Los gigantes no han sido solamente seres mitológicos y de fantasía. A pesar de pervivir en nuestros recuerdos más infantiles a través de cuentos y leyendas, hay que constatar que no hace tanto tiempo existieron en nuestra Península dos personas a las que vecinos, amigos y conocidos conocieron como gigantes llenándolos de asombro por su increíble estatura.
El primero de ellos nos lleva a las ricas tierras de Extremadura, a la bonita localidad de Puebla de Alcocer. En una familia de extracción humilde venía al mundo en 1826 Agustín Luengo Capilla. Pronto empezó a deslumbrar a sus padres pues veían que su hijo, a lo largo de los años, no paraba de crecer y crecer, llegándose incluso a abrir agujeros dentro de la casa para que este titán pudiera andar libremente por el hogar y permitir que su cama albergara el gran tamaño de su cuerpo. Pero aunque sus padres fueran permisivos con Agustín, y supieran convivir con él con toda tranquilidad, aquello no fue del agrado de los vecinos que veían en aquella persona una amenaza, siendo continuamente objeto de escarnio, insulto y vergüenza pública. Por ello, cuando cumplió los doce años decidió dejar a sus padres e ingresó en un circo en donde conocería a más personas como él.

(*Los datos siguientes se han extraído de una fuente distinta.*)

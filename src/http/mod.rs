//! HTTP protocol handling subsystem.
//!
//! # Data Flow
//! ```text
//! TCP connection
//!     → server.rs (Axum setup, middleware stack)
//!     → request.rs (request ID)
//!     → middleware/ (Basic Auth on dashboard routes)
//!     → handlers.rs (normalize app name, parse, store)
//!     → response.rs (error mapping)
//!     → Send to client
//! ```

pub mod handlers;
pub mod middleware;
pub mod request;
pub mod response;
pub mod server;

pub use request::{MakeRequestUuidV4, X_REQUEST_ID};
pub use response::ApiError;
pub use server::{AppState, HttpServer};
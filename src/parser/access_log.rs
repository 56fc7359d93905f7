//! Best-effort access-log line parser.
//!
//! # Responsibilities
//! - Extract origin IP, timestamp, request line, status and forwarded IP
//! - Never reject a line: unmatched fields degrade to empty/zero
//!
//! # Design Decisions
//! - Each field is matched independently with its own pattern, so one malformed
//!   segment does not hide the others
//! - The raw text is always retained
//! - An embedded offset wins; the configured zone only applies when the line
//!   carries no usable offset

use chrono::{DateTime, NaiveDateTime, TimeZone, Utc};
use chrono_tz::Tz;
use once_cell::sync::Lazy;
use regex::Regex;

use crate::parser::observation::Observation;

static ORIGIN_IP: Lazy<Regex> = Lazy::new(|| {
    Regex::new(r"^\d{1,3}\.\d{1,3}\.\d{1,3}\.\d{1,3}").expect("origin ip pattern is valid")
});

static TIMESTAMP: Lazy<Regex> = Lazy::new(|| {
    Regex::new(r"\[(\d{2}/[A-Za-z]{3}/\d{4}:\d{2}:\d{2}:\d{2})\s*([^\]]*)\]")
        .expect("timestamp pattern is valid")
});

static REQUEST_LINE: Lazy<Regex> = Lazy::new(|| {
    Regex::new(r#""([^"]*\sHTTP/\d\.\d)""#).expect("request line pattern is valid")
});

static STATUS: Lazy<Regex> =
    Lazy::new(|| Regex::new(r"\s(\d{3})\s").expect("status pattern is valid"));

static FORWARDED_IP: Lazy<Regex> = Lazy::new(|| {
    Regex::new(r#""(\d{1,3}\.\d{1,3}\.\d{1,3}\.\d{1,3})""#).expect("forwarded ip pattern is valid")
});

const WITH_OFFSET: &str = "%d/%b/%Y:%H:%M:%S %z";
const WALL_CLOCK: &str = "%d/%b/%Y:%H:%M:%S";

/// Parser for Apache/nginx style access-log lines.
#[derive(Debug, Clone, Copy, Default)]
pub struct AccessLogParser {
    zone: Option<Tz>,
}

impl AccessLogParser {
    /// Create a parser. `zone` is used for timestamps without a usable offset.
    pub fn new(zone: Option<Tz>) -> Self {
        Self { zone }
    }

    pub fn zone(&self) -> Option<Tz> {
        self.zone
    }

    /// Parse a line, stamping it with the current wall clock.
    pub fn parse(&self, raw: &str) -> Observation {
        self.parse_at(raw, Utc::now().timestamp())
    }

    /// Parse a line captured at `captured_at` (seconds since epoch).
    pub fn parse_at(&self, raw: &str, captured_at: i64) -> Observation {
        let (http_method, request_path, http_version) = find_request_line(raw);

        let mut observation = Observation::from_raw(raw);
        observation.captured_at = captured_at;
        observation.source_timestamp = self.find_timestamp(raw);
        observation.origin_ip = find_origin_ip(raw);
        observation.http_method = http_method;
        observation.request_path = request_path;
        observation.http_version = http_version;
        observation.forwarded_ip = find_forwarded_ip(raw);
        observation.status_code = find_status(raw);

        let missing = missing_fields(&observation);
        if !missing.is_empty() {
            tracing::debug!(missing = ?missing, line_len = raw.len(), "Access log line partially parsed");
        }

        observation
    }

    fn find_timestamp(&self, raw: &str) -> i64 {
        let Some(caps) = TIMESTAMP.captures(raw) else {
            return 0;
        };
        let wall = &caps[1];
        let offset = caps.get(2).map(|m| m.as_str().trim()).unwrap_or_default();

        if !offset.is_empty() {
            match DateTime::parse_from_str(&format!("{wall} {offset}"), WITH_OFFSET) {
                Ok(t) => return t.timestamp(),
                Err(e) => {
                    tracing::debug!(timestamp = %wall, offset = %offset, error = %e, "Embedded offset unusable");
                }
            }
        }

        let naive = match NaiveDateTime::parse_from_str(wall, WALL_CLOCK) {
            Ok(naive) => naive,
            Err(e) => {
                tracing::warn!(timestamp = %wall, error = %e, "Cannot parse access log timestamp");
                return 0;
            }
        };

        match self.zone {
            Some(zone) => match zone.from_local_datetime(&naive).earliest() {
                Some(t) => t.timestamp(),
                None => {
                    tracing::warn!(timestamp = %wall, zone = %zone, "Timestamp does not exist in zone");
                    0
                }
            },
            None => {
                tracing::warn!(timestamp = %wall, "Timestamp has no usable offset and no time zone is configured");
                0
            }
        }
    }
}

/// Parse an IANA zone name such as `Europe/Zurich`.
pub fn parse_zone(name: &str) -> Result<Tz, String> {
    name.trim()
        .trim_start_matches(':')
        .parse::<Tz>()
        .map_err(|e| e.to_string())
}

/// Zone from the process `TZ` variable, if set and valid.
pub fn zone_from_env() -> Option<Tz> {
    let name = std::env::var("TZ").ok().filter(|v| !v.trim().is_empty())?;
    match parse_zone(&name) {
        Ok(zone) => Some(zone),
        Err(e) => {
            tracing::warn!(tz = %name, error = %e, "Ignoring unrecognised TZ");
            None
        }
    }
}

fn find_origin_ip(raw: &str) -> String {
    ORIGIN_IP
        .find(raw)
        .map(|m| m.as_str().to_string())
        .unwrap_or_default()
}

fn find_status(raw: &str) -> String {
    STATUS
        .captures(raw)
        .map(|c| c[1].to_string())
        .unwrap_or_default()
}

fn find_request_line(raw: &str) -> (String, String, String) {
    let Some(caps) = REQUEST_LINE.captures(raw) else {
        return Default::default();
    };
    let mut parts = caps[1].splitn(3, ' ');
    let method = parts.next().unwrap_or_default().to_string();
    let path = parts.next().unwrap_or_default().to_string();
    let version = parts.next().unwrap_or_default().to_string();
    (method, path, version)
}

fn find_forwarded_ip(raw: &str) -> String {
    FORWARDED_IP
        .captures_iter(raw)
        .last()
        .map(|c| c[1].to_string())
        .unwrap_or_default()
}

fn missing_fields(o: &Observation) -> Vec<&'static str> {
    let mut missing = Vec::new();
    if o.origin_ip.is_empty() {
        missing.push("ip");
    }
    if o.source_timestamp == 0 {
        missing.push("timestamp");
    }
    if o.request_path.is_empty() {
        missing.push("path");
    }
    if o.status_code.is_empty() {
        missing.push("status");
    }
    if o.forwarded_ip.is_empty() {
        missing.push("remote_ip");
    }
    missing
}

Allí pasó muchos años entreteniendo a la gente que se quedaba extasiado viendo el tamaño de sus manos (unos 40 cm) y como éstas cubrían de una sola vez una barra de pan de 1 kilo. Ya no era un extraño entre sus congéneres pues los había de distinto tipo y condición. Su fama era tal que incluso el mismísimo Alfonso XII decidió acudir al espectáculo, siendo tan de su agrado que decidió regalarle un par de botas de buen cuero (calzaba un 52 de pie). Pero su estrellato no solo alcanzó los oídos reales sino también los del eminente doctor D. Pedro González que enseguida se puso en contacto con el gigante de Alcocer. Por aquella época se estaba construyendo en Madrid el Museo Antropológico y el doctor no dudó en hacerle esta curiosa oferta: le compraba el esqueleto entero, pero no cuando muriera sino durante todo el tiempo que estuviera vivo, es decir 2,50 pesetas diarias. Agustín como no tenía nada que perder aceptó y esto le permitió vivir holgadamente todo el tiempo que se mantuviera con vida. Pero aquella alegría le duro poco pues poquitos años después, a los 28, murió de tuberculosis ósea. Actualmente su esqueleto puede ser observado en el Museo Nacional de Antropología en Madrid.
Pero esta persona no ha sido la más alta de España (medía unos 2,35 m) sino que por aquella época también vivió otro gigante que ostenta el record de altura en nuestro país. Se llamaba Miguel Joaquín Eleicegui Ateaga, más conocido como el Gigante de Alzo (1818-1861). Este hombre que llegó a medir 2,42 m estaba aquejado de gigantismo y siempre estuvo sometido a continuo crecimiento.
Al igual que Agustín Luengo Capilla, también fue muy popular y fue exhibido por media Europa llegando a conocer a figuras reales como Isabel II de España, Luis Felipe de Francia, o a la mismísima Reina Victoria de Inglaterra. Curiosamente, su gran estatura, era un problema para agachar su cuerpo ante los reyes y por ello les daba un dedo con el fin de entrechocar la mano en señal de respeto. Este gigantismo desmesurado le produjo la muerte siendo enterrado en una gran fosa de la localidad de Alzo. Lo que le dio fama también le consiguió la muerte e inexplicablemente su esqueleto, con el paso del tiempo desapareció del pueblo. Algunos testigos de la época dicen que vieron a unas personas sacar el cadáver entre las brumas de la noche y llevarlo a una carreta con destino desconocido. Pero otros en cambio opinan que su destino fue un museo de Inglaterra donde ahora mora el Gigante de Alzo.